JACKSONVILLE, Fla. — He's the seventh president at the University of North Florida, and his stories about a temporary computer password and an oil lamp in Tunisia address two major topics.
Dr. Moez Limayem sat down with First Coast News to answer questions as he takes over a campus with more than 16,000 students.
First, the temporary password.
"A true story," Dr. Limayem says.
When he first arrived at UNF the IT team came in to set up his computer. They gave him a temporary password.
"The temporary password was OSPREY FOOTBALL 2026," he says.
So is he already giving a goal to start up a football program at UNF?
It's a question everyone seems to ask. When is UNF going to get a football team? Limayem says 2026 came strictly from his IT folks, but does he agree with that date?
"No, I don't," he says. "The answer is, 'I don't know.' There's only one thing worse than not having a football program. Do you know what it is? Having a bad football program."
Limayem says football will come, but for now he wants to focus on the 19 sports UNF does have.
The cost to bring football to UNF would be huge, and he says the funds must come from private sources, not the state.
Limayem, prior to his selection as UNF's new president, was head of fiscal management for the University of South Florida. Of course, USF has a football team now, but he says look at the costs projected to build a new stadium on the USF campus.

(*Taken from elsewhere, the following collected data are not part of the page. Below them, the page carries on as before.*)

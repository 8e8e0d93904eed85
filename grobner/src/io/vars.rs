use std::sync::OnceLock;
use bimap::BiMap;
use regex::Regex;
use crate::Error;

/// Names of the variables, indexed by position. 
/// Unnamed positions are shown as `x1, x2, ...`.
#[derive(Clone, Default, PartialEq, Eq, Debug)]
pub struct Vars { 
    names: BiMap<usize, String>
}

fn name_regex() -> &'static Regex { 
    static RE: OnceLock<Regex> = OnceLock::new();
    RE.get_or_init(|| Regex::new(r"^[a-zA-Z]+[0-9]*$").unwrap())
}

impl Vars { 
    pub fn new<I, S>(names: I) -> Result<Self, Error>
    where I: IntoIterator<Item = S>, S: AsRef<str> { 
        let mut map = BiMap::new();
        for (i, name) in names.into_iter().enumerate() { 
            let name = name.as_ref();
            if !name_regex().is_match(name) { 
                return Err(Error::InvalidVariableName(name.to_string()))
            }
            if map.insert_no_overwrite(i, name.to_string()).is_err() { 
                return Err(Error::DuplicateVariableName(name.to_string()))
            }
        }
        Ok(Self { names: map })
    }

    pub fn len(&self) -> usize { 
        self.names.len()
    }

    pub fn is_empty(&self) -> bool { 
        self.names.is_empty()
    }

    pub fn name(&self, i: usize) -> String { 
        match self.names.get_by_left(&i) { 
            Some(name) => name.clone(),
            None => format!("x{}", i + 1)
        }
    }

    pub fn index_of(&self, name: &str) -> Option<usize> { 
        self.names.get_by_right(name).cloned()
    }

    pub fn iter(&self) -> impl Iterator<Item = &str> { 
        (0..self.len()).filter_map(|i| self.names.get_by_left(&i).map(|s| s.as_str()))
    }
}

According to the Tampa Bay Times, the bill could hit $200 million. Limayem mentions costs that could hover around $350 million.
For UNF, he says, "I'm a strong believer that a plan without resources is a hallucination."
Limayem says the top goal now for UNF involves drawing in students. He says he wants kids in elementary school to grow up thinking that if they work hard they'll be able to go to UNF, and not just think of the school as a backup option.
He says his wife, Dr. Alya Limayem, is taking on a teaching role at UNF. Her areas of expertise include nanotechnology and microbiology.
He says, "She's the smart one of the family" and then --- with a smile -- adds, "They brought her here and said, now maybe your husband can be president."
Limayem says since he's arrived in Jacksonville, he's listened to concerns from UNF employees.
A comment from a facilities worker hit him particularly hard he says.
Limayem explains the employee told him that they made less money at UNF than they would if they went to work for McDonald's.
"That really affected me," Limayem said.
He says it's too soon for a solution, but he intends to work on the issue.
Another big issue he talks about is the teacher shortage.
He says the reality is teachers don't get rich teaching, but he plans to work with Duval County Superintendent Dr. Diana Green and other superintendents in our area to address teacher pay and to inspire more students to become teachers.
His passion for education, he says, has roots in Tunisia, where he grew up watching his father tutor children in a poor village. He would tutor after hours for no pay.
He says one particular memory from that shaped his life.
The village in Tunisia, the northernmost part of Africa, had no electricity. His father would tutor after hours, and it was pitch dark.
"We had one oil lamp for the family," he recalls. And one time he asked his father, "why are you taking the oil lamp and leaving us with candles? That's not fair."
Limayem says he father replied, "They need it more than we do. They need to go to high school and college to change their lives."